Гроб не гроб, но после пожара 1816 года (и реставрации) звук в театре, действительно, какой-то глухой. Стендаль, например, считает, что эта “глухота” – оттого, что зал не просох после восстановления, а позолоту в спешке и вообще наносили по сырой штукатурке; но неаполитанцы, не представляющие жизни без театра, не хотят ждать; меньше чем через год после пожара самый большой – вчетверо больше Парижской оперы – и самый красивый театральный зал Европы – наполняется снова. Плохо слышно? Сырая штукатурка? Музыка!
Здесь не любят с жаром искусства, науки, но все веселы, бегают, кричат, поют.
Здесь и дурную и хорошую начинают слушать с некоторым хладнокровием. Сие хладнокровие мы распространяем на всё и научаемся стареться без славы и без наслаждения.
Отнесём “хладнокровие” к пресыщенности. В самом деле, ни одна опера не идёт в Неаполе долго. Новое, новое! как бы требует неаполитанец. Но пока Россини не спит над партитурой и, чтобы успеть к премьере, ворует сам у себя целыми фразами – неаполитанец вынужден слушать много раз слушанное. Не отсюда ли “обычай” здешних театралов “сидеть задом к сцене” (замечено Щедриным)? А “…кто смотрит на игру, тот без воспитания”? В бытность Батюшкова в городе на сцене Сан-Карло идёт россиниевский “Моисей в Египте” и возобновлённая “Армида”. Опера на сюжет из “Освобождённого Иерусалима” Тассо – Батюшков не мог пропустить представления. По контракту композитор не только репетирует с артистами, но и стоит за дирижёрским пультом. Из партера Батюшков может видеть Россини – как когда-то в веймарском театре видел Гёте. Впрочем, внимание зрителя то и дело отвлекают ноги. По какой-то странной причине декорации на сцене Сан-Карло не достают до пола и видно, как между
“Неаполь – единственный в Италии столичный город, – скажет Стендаль. – Все другие крупные города – Лион в увеличенном виде”.
Батюшков: “В общество я заглядываю как в маскарад; живу дома с книгами…”
Между тем театр Сан-Карло – зеркало общества. В первые 11 рядов партера купить билет невозможно, всё забронировано. Ложи расписаны и подавно. Почти каждое представление посещает кто-нибудь из королевской фамилии, а то и сам король, и тогда гвардейцы, если Батюшков забыл снять шляпу (что обычно не обязательно) – настойчиво попросят это сделать. Публика реагирует на спектакль самым непосредственным образом. Южане – не северяне; в отличие от слушателей миланской Ла Скала развеселить неаполитанцев проще, особенно если смеются в королевской ложе. Тогда зал с удовольствием смеётся тоже. Иногда восторги не стихают до трёх четвертей часа. Оперное действо прерывают балетные номера – считается, что слушатель должен отдыхать от вокала. После реставрации сцена театра – настолько велика, что во время балета “Магическая лампада” на ней умещается целый эскадрон всадников. В фойе развёрнут буфет. Тут же идёт азартная игра в карты. Игре предаются как мужчины, так и женщины. Собственно, директор театра и вышел в люди через игорный бизнес, а теперь заказывает музыку лучшим композиторам Италии.

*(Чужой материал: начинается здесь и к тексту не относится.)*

#[cfg(test)]
mod tests {
    use super::*;
    use async_trait::async_trait;
    use bridge_memory::{ManualClock, MemoryCollectionStore};
    use bridge_traits::error::BridgeError;
    use serde_json::json;

    fn test_queue() -> (OperationQueue, Arc<MemoryCollectionStore>, Arc<ManualClock>) {
        let store = Arc::new(MemoryCollectionStore::new());
        let clock = Arc::new(ManualClock::starting_now());
        let queue = OperationQueue::new(
            store.clone(),
            clock.clone(),
            Arc::new(SyncMetrics::new()),
            None,
        );
        (queue, store, clock)
    }

    async fn owned_queue() -> (OperationQueue, Arc<MemoryCollectionStore>, Arc<ManualClock>) {
        let (queue, store, clock) = test_queue();
        queue.set_owner(Some("patient-1".to_string())).await;
        (queue, store, clock)
    }

    fn options(priority: Priority) -> EnqueueOptions {
        EnqueueOptions {
            priority: Some(priority),
            ..EnqueueOptions::default()
        }
    }

    #[tokio::test]
    async fn test_enqueue_requires_owner() {
        let (queue, _, _) = test_queue();

        let result = queue
            .enqueue(
                OperationKind::Create,
                "medications",
                json!({}),
                EnqueueOptions::default(),
            )
            .await;

        assert!(matches!(result, Err(SyncError::NoAuthenticatedOwner)));
        assert!(queue.is_empty().await);
    }

    #[tokio::test]
    async fn test_enqueue_priority_ordering_is_stable() {
        let (queue, _, _) = owned_queue().await;

        let normal_a = queue
            .enqueue(OperationKind::Create, "m", json!(1), options(Priority::Normal))
            .await
            .unwrap();
        let critical = queue
            .enqueue(OperationKind::Create, "m", json!(2), options(Priority::Critical))
            .await
            .unwrap();
        let normal_b = queue
            .enqueue(OperationKind::Create, "m", json!(3), options(Priority::Normal))
            .await
            .unwrap();
        let high = queue
            .enqueue(OperationKind::Create, "m", json!(4), options(Priority::High))
            .await
            .unwrap();

        let ready = queue.ready_items().await;
        let ids: Vec<_> = ready.iter().map(|item| item.id).collect();
        assert_eq!(ids, vec![critical, high, normal_a, normal_b]);
    }

    #[tokio::test]
    async fn test_ready_items_respects_eligibility() {
        let (queue, _, clock) = owned_queue().await;

        let id = queue
            .enqueue(OperationKind::Update, "m", json!({}), EnqueueOptions::default())
            .await
            .unwrap();

        let eligible_at = clock.now() + chrono::Duration::milliseconds(2_000);
        queue.fail_attempt(id, "timeout".to_string(), eligible_at).await;

        assert!(queue.ready_items().await.is_empty());

        clock.advance_millis(2_001);
        let ready = queue.ready_items().await;
        assert_eq!(ready.len(), 1);
        assert_eq!(ready[0].status, OperationStatus::Failed);
    }

    #[tokio::test]
    async fn test_fail_attempt_always_returns_item_to_failed() {
        let (queue, _, clock) = owned_queue().await;

        let id = queue
            .enqueue(
                OperationKind::Delete,
                "m",
                json!({}),
                EnqueueOptions {
                    max_retries: Some(2),
                    ..EnqueueOptions::default()
                },
            )
            .await
            .unwrap();

        let at = clock.now() + chrono::Duration::seconds(1);
        let first = queue.fail_attempt(id, "err 1".to_string(), at).await.unwrap();
        assert_eq!(first.status, OperationStatus::Failed);
        assert_eq!(first.retry_count, 1);

        // The attempt that spends the budget still lands on Failed; discard
        // is a separate transition at the next pickup
        let second = queue.fail_attempt(id, "err 2".to_string(), at).await.unwrap();
        assert_eq!(second.status, OperationStatus::Failed);
        assert_eq!(second.retry_count, 2);
        assert_eq!(second.last_error, Some("err 2".to_string()));
        assert_eq!(second.next_eligible_at, Some(at));
        assert!(!second.can_retry());
    }

    #[tokio::test]
    async fn test_discard_clears_eligibility() {
        let (queue, _, clock) = owned_queue().await;

        let id = queue
            .enqueue(OperationKind::Update, "m", json!({}), EnqueueOptions::default())
            .await
            .unwrap();

        let at = clock.now() + chrono::Duration::seconds(1);
        queue.fail_attempt(id, "err".to_string(), at).await.unwrap();

        queue.update_status(id, OperationStatus::Discarded, None).await;
        let item = queue.get_item(id).await.unwrap();
        assert_eq!(item.status, OperationStatus::Discarded);
        assert!(item.next_eligible_at.is_none());
    }

    #[tokio::test]
    async fn test_update_status_stamps_last_attempt() {
        let (queue, _, _) = owned_queue().await;

        let id = queue
            .enqueue(OperationKind::Create, "m", json!({}), EnqueueOptions::default())
            .await
            .unwrap();

        queue.update_status(id, OperationStatus::Processing, None).await;
        assert!(queue.get_item(id).await.unwrap().last_attempt_at.is_none());

        queue.update_status(id, OperationStatus::Completed, None).await;
        assert!(queue.get_item(id).await.unwrap().last_attempt_at.is_some());
    }

    #[tokio::test]
    async fn test_dequeue_removes_unconditionally() {
        let (queue, _, _) = owned_queue().await;

        let id = queue
            .enqueue(OperationKind::Create, "m", json!({}), EnqueueOptions::default())
            .await
            .unwrap();
        queue.update_status(id, OperationStatus::Processing, None).await;

        assert!(queue.dequeue(id).await);
        assert!(!queue.dequeue(id).await);
        assert!(queue.is_empty().await);
    }

    #[tokio::test]
    async fn test_reprocess_resets_retry_state() {
        let (queue, _, clock) = owned_queue().await;

        let id = queue
            .enqueue(
                OperationKind::Update,
                "m",
                json!({}),
                EnqueueOptions {
                    max_retries: Some(1),
                    ..EnqueueOptions::default()
                },
            )
            .await
            .unwrap();

        let at = clock.now() + chrono::Duration::seconds(5);
        let failed = queue.fail_attempt(id, "boom".to_string(), at).await.unwrap();
        assert_eq!(failed.status, OperationStatus::Failed);
        queue.update_status(id, OperationStatus::Discarded, None).await;

        queue.reprocess(id).await.unwrap();
        let item = queue.get_item(id).await.unwrap();
        assert_eq!(item.status, OperationStatus::Pending);
        assert_eq!(item.retry_count, 0);
        assert!(item.next_eligible_at.is_none());
        assert!(item.last_error.is_none());
    }

    #[tokio::test]
    async fn test_reprocess_rejects_non_terminal() {
        let (queue, _, _) = owned_queue().await;

        let id = queue
            .enqueue(OperationKind::Create, "m", json!({}), EnqueueOptions::default())
            .await
            .unwrap();

        let result = queue.reprocess(id).await;
        assert!(matches!(
            result,
            Err(SyncError::InvalidStateTransition { .. })
        ));
    }

    #[tokio::test]
    async fn test_clear_variants() {
        let (queue, _, _) = owned_queue().await;

        let a = queue
            .enqueue(OperationKind::Create, "m", json!({}), EnqueueOptions::default())
            .await
            .unwrap();
        let b = queue
            .enqueue(OperationKind::Create, "m", json!({}), EnqueueOptions::default())
            .await
            .unwrap();
        let _c = queue
            .enqueue(OperationKind::Create, "m", json!({}), EnqueueOptions::default())
            .await
            .unwrap();

        queue.update_status(a, OperationStatus::Completed, None).await;
        queue.update_status(b, OperationStatus::Discarded, None).await;

        assert_eq!(queue.clear_completed().await, 1);
        assert_eq!(queue.clear_discarded().await, 1);
        assert_eq!(queue.len().await, 1);
        assert_eq!(queue.clear_all().await, 1);
    }

    #[tokio::test]
    async fn test_summary_counts() {
        let (queue, _, _) = owned_queue().await;

        let a = queue
            .enqueue(OperationKind::Create, "m", json!({}), options(Priority::Critical))
            .await
            .unwrap();
        queue
            .enqueue(OperationKind::Create, "m", json!({}), options(Priority::Normal))
            .await
            .unwrap();
        queue.update_status(a, OperationStatus::Completed, None).await;

        let summary = queue.summary().await;
        assert_eq!(summary.total, 2);
        assert_eq!(summary.completed, 1);
        assert_eq!(summary.pending, 1);
        assert_eq!(summary.critical, 1);
        assert_eq!(summary.normal, 1);
    }

    #[tokio::test]
    async fn test_restore_demotes_processing_and_sorts() {
        let (queue, store, clock) = owned_queue().await;

        let first = queue
            .enqueue(OperationKind::Create, "m", json!(1), options(Priority::Normal))
            .await
            .unwrap();
        clock.advance_millis(10);
        let second = queue
            .enqueue(OperationKind::Create, "m", json!(2), options(Priority::Critical))
            .await
            .unwrap();
        queue.update_status(first, OperationStatus::Processing, None).await;

        // Fresh queue over the same store simulates a restart
        let restarted = OperationQueue::new(
            store,
            clock.clone(),
            Arc::new(SyncMetrics::new()),
            None,
        );
        let count = restarted.restore().await.unwrap();
        assert_eq!(count, 2);

        let items = restarted.ready_items().await;
        assert_eq!(items[0].id, second);
        assert_eq!(items[1].id, first);
        assert_eq!(items[1].status, OperationStatus::Pending);
    }

    #[tokio::test]
    async fn test_restore_skips_unparseable_entries() {
        let (queue, store, _) = owned_queue().await;
        queue
            .enqueue(OperationKind::Create, "m", json!({}), EnqueueOptions::default())
            .await
            .unwrap();

        store
            .write_one(QUEUE_COLLECTION, "junk", &json!({"not": "an item"}))
            .await
            .unwrap();

        let count = queue.restore().await.unwrap();
        assert_eq!(count, 1);
    }

    struct FailingStore;

    #[async_trait]
    impl CollectionStore for FailingStore {
        async fn write_all(&self, _collection: &str, _items: &[Value]) -> bridge_traits::error::Result<()> {
            Err(BridgeError::Storage("disk full".to_string()))
        }

        async fn write_one(
            &self,
            _collection: &str,
            _key: &str,
            _item: &Value,
        ) -> bridge_traits::error::Result<()> {
            Err(BridgeError::Storage("disk full".to_string()))
        }

        async fn read_all(&self, _collection: &str) -> bridge_traits::error::Result<Vec<Value>> {
            Err(BridgeError::Storage("disk full".to_string()))
        }

        async fn read_one(
            &self,
            _collection: &str,
            _key: &str,
        ) -> bridge_traits::error::Result<Option<Value>> {
            Err(BridgeError::Storage("disk full".to_string()))
        }

        async fn clear(&self, _collection: &str) -> bridge_traits::error::Result<()> {
            Err(BridgeError::Storage("disk full".to_string()))
        }
    }

    #[tokio::test]
    async fn test_persistence_failure_keeps_memory_authoritative() {
        let queue = OperationQueue::new(
            Arc::new(FailingStore),
            Arc::new(ManualClock::starting_now()),
            Arc::new(SyncMetrics::new()),
            None,
        );
        queue.set_owner(Some("patient-1".to_string())).await;

        let id = queue
            .enqueue(OperationKind::Create, "m", json!({}), EnqueueOptions::default())
            .await
            .unwrap();

        assert_eq!(queue.len().await, 1);
        assert!(queue.get_item(id).await.is_some());
    }
}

Какая земля! Верьте, она выше всех описаний – для того, кто любит историю, природу и поэзию; для того даже, кто жаден к грубым, чувственным наслаждениям, земля сия – рай небесный. Но ум, требующий пищи в настоящем, ум деятельный, здесь скоро завянет и погибнет. Сердце, живущее дружбой, замрёт. Общество бесплодно, пусто.
Грустно бывает, ибо далеко жить от вас, редко получать известия, не знать, что вы делаете, здоровы ли вы, Никита, Саша, сестра, сёстры, маленький брат и все друзья и добрые люди, это грустно, грустно, грустно, вы согласитесь со мной, что это невесело.
Обратим внимание на это литургическое перечисление: сама Екатерина Фёдоровна, её Никита и Александр, сводная сестра Батюшкова – маленькая Юлия, которая теперь в Петербурге, родные сёстры Батюшкова, его младший брат Помпей, пристроенный в московскую гимназию, и все друзья и добрые люди, кто бы они ни были.
Грустно, грустно, грустно.
…три недели сидел между четырёх стен с раздутым горлом…
…если сложить шум всего Петербурга с шумом всей Москвы, то и тут ещё это всё ничего в сравнении со здешним.
Так мог бы написать Гоголь.
Зорку обнимаю, Барону свидетельствую моё почитание, и Зойке мой душевный поклон.